Advice on deserializing

Posted on 2006-07-07
Medium Priority
Last Modified: 2010-04-16
I have a class representing a company that looks something like the below.  It has the code for the company, its name, address, etc.


In the SET code for the CompanyCode property, I take the company code that the consumer of the class has assigned, and look-up the name and address fromt he DB.  (the aim being that the web front end that will use this class can simply ask the user for a code and pull out the details).

THis is great.  

They can type in a company code, we try to find the details, and if nothing is found the user can type in the name and address, overwriting the missing details from the DB.  (note we do not want to save this data)

The problem arises however when I have serialized an instance of this class and then try to deserialize it. Suppose the code the user typed as ABC and we didn't find a company.  The user went on to supply the name and address.  These details were serialized to XML. Grand, all ok so far. Our xml looks like:

        <Consignee >
          <Name>cne name here</Name>
            <Address1>802 UNIT 403 PUCHON TECHNOPARK</Address1>
            <Address2>193 YAKDAEDONG WONMIKU </Address2>
            <Address3>PUCHON KOREA</Address3>
            <Address4 />
            <StreetAddress>802 UNIT 403 PUCHON TECHNOPARK</StreetAddress>
            <City>193 YAKDAEDONG  </City>
            <State>PUCHON </State>
            <Zip >123</Zip>
          <Telephone />
          <CompanyCode>ABC</CompanyCode>  <!-- remember, this code is NOT in the DB -->

Now when I deserialise, the SET block for the CompanyCode  property is called, and we try to find ABC in the DB.  Nothing is found, so the name, address, email etc are overwritten with blanks.  Thus the object we load has a code but no name or address, despite the name and address being in the source XML.

Thus I am losing data.

Do you have any advice on how to do this in a better way?  Is there a way that the CompanyCode SET property can tell that it is being called as part of a deserialization, and thus not perform the lookup?


Question by:jasww
LVL 37

Accepted Solution

gregoryyoung earned 500 total points
ID: 17059300
This is one of the big problems with using setter level validation (you never know the circumstance of the set and you may not want validation!). A trick I have used in the past ...

public class foo {
   private bool validate;

   public int something {
       get { ... }
       set { if(!validation || validate(value)) { internal = value; }}

   public foo() {
       validate = false;

   public bool foo(bool _validate) {
        validate = _validate;

since the default constructor is called by serialization you work around having validation called on your setters.

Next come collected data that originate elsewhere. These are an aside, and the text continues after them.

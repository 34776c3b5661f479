use crate::contour::Contour;
use crate::geom::LineSegment;
use crate::math::Point;
use crate::offset::{set_corner_radius, set_offset};
use crate::repair::resolve_intersections;
use crate::split::split_into_parts;
use crate::triangulator::Triangulator;
use crate::{FillerOptions, Index, Winding};

use alloc::vec::Vec;

/// Mesh data for one closed ring of a filler.
///
/// `group_sizes[i]` is the number of consecutive entries of `points`
/// contributed by the ring's i-th edge; callers rely on this grouping to
/// extrude side walls per original edge. `indices` is absent when the
/// ring could not be triangulated, which means "skip rendering this
/// ring", not that the whole filler failed.
#[derive(Clone, Debug, PartialEq)]
pub struct FillerGeometry {
    pub points: Vec<Point>,
    pub group_sizes: Vec<u32>,
    pub indices: Option<Vec<Index>>,
}

/// Builds filler geometry out of contours.
///
/// The builder drives the whole pipeline: contour normalization, edge
/// offsetting, corner rounding, curvature-bounded splitting into straight
/// parts, repair of the self-intersections offsetting introduces, and
/// ear-clipping triangulation. It can be reused across fillers; the
/// triangulator's internal storage is recycled.
pub struct FillerBuilder {
    triangulator: Triangulator,
    log: bool,
}

impl Default for FillerBuilder {
    fn default() -> Self {
        Self::new()
    }
}

impl FillerBuilder {
    pub fn new() -> Self {
        FillerBuilder {
            triangulator: Triangulator::new(),
            log: false,
        }
    }

    /// Enable some verbose logging when debug assertions are enabled.
    pub fn set_logging(&mut self, is_enabled: bool) {
        self.log = is_enabled;
    }

    /// Build the mesh data for every ring the options produce out of the
    /// contour.
    ///
    /// An offset that consumes the whole contour yields an empty vector;
    /// a ring that defeats the triangulator yields its geometry with
    /// `indices` absent. Neither is an error.
    pub fn build(&mut self, contour: &Contour, options: &FillerOptions) -> Vec<FillerGeometry> {
        let mut contour = contour.clone();
        contour.normalize(Winding::Clockwise);

        let rings = set_offset(&contour, options.lane_offset, options.median_offset);
        let mut result = Vec::with_capacity(rings.len());

        for ring in rings.iter() {
            let ring = set_corner_radius(
                ring,
                options.lane_corner_radius,
                options.median_corner_radius,
            );

            let mut groups: Vec<Vec<LineSegment<f32>>> = ring
                .edges()
                .iter()
                .map(|edge| split_into_parts(&edge.trajectory, &options.split))
                .collect();

            resolve_intersections(&mut groups);
            groups.retain(|group| !group.is_empty());
            if groups.is_empty() {
                continue;
            }

            let mut points = Vec::new();
            let mut group_sizes = Vec::with_capacity(groups.len());
            for group in &groups {
                for part in group {
                    points.push(part.from);
                }
                group_sizes.push(group.len() as u32);
            }

            let indices = self.triangulator.triangulate(&points, Winding::Clockwise);
            if indices.is_none() {
                tess_log!(
                    self,
                    "Skipping a filler ring of {} points that failed to triangulate.",
                    points.len()
                );
            }

            result.push(FillerGeometry {
                points,
                group_sizes,
                indices,
            });
        }

        result
    }
}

In general this is not a great way of doing things but can be a nice stop gap solution. In the long run you probably want to change your validation structure to work in a more flexible manner. Jimmy Nilsson has a great discussion on the very problem when discussing the specification pattern in Applying Domain Driven Design and Patterns. Rocky also uses a similar pattern is CSLA which is worth a read up on.

You can also implement custom serialization which will alleviate this problem.



Author Comment

ID: 17059370
Great, that trick did the job.  I set the flag to false in the default  constructor, and in the overloaded constructor that I use I set the flag to true.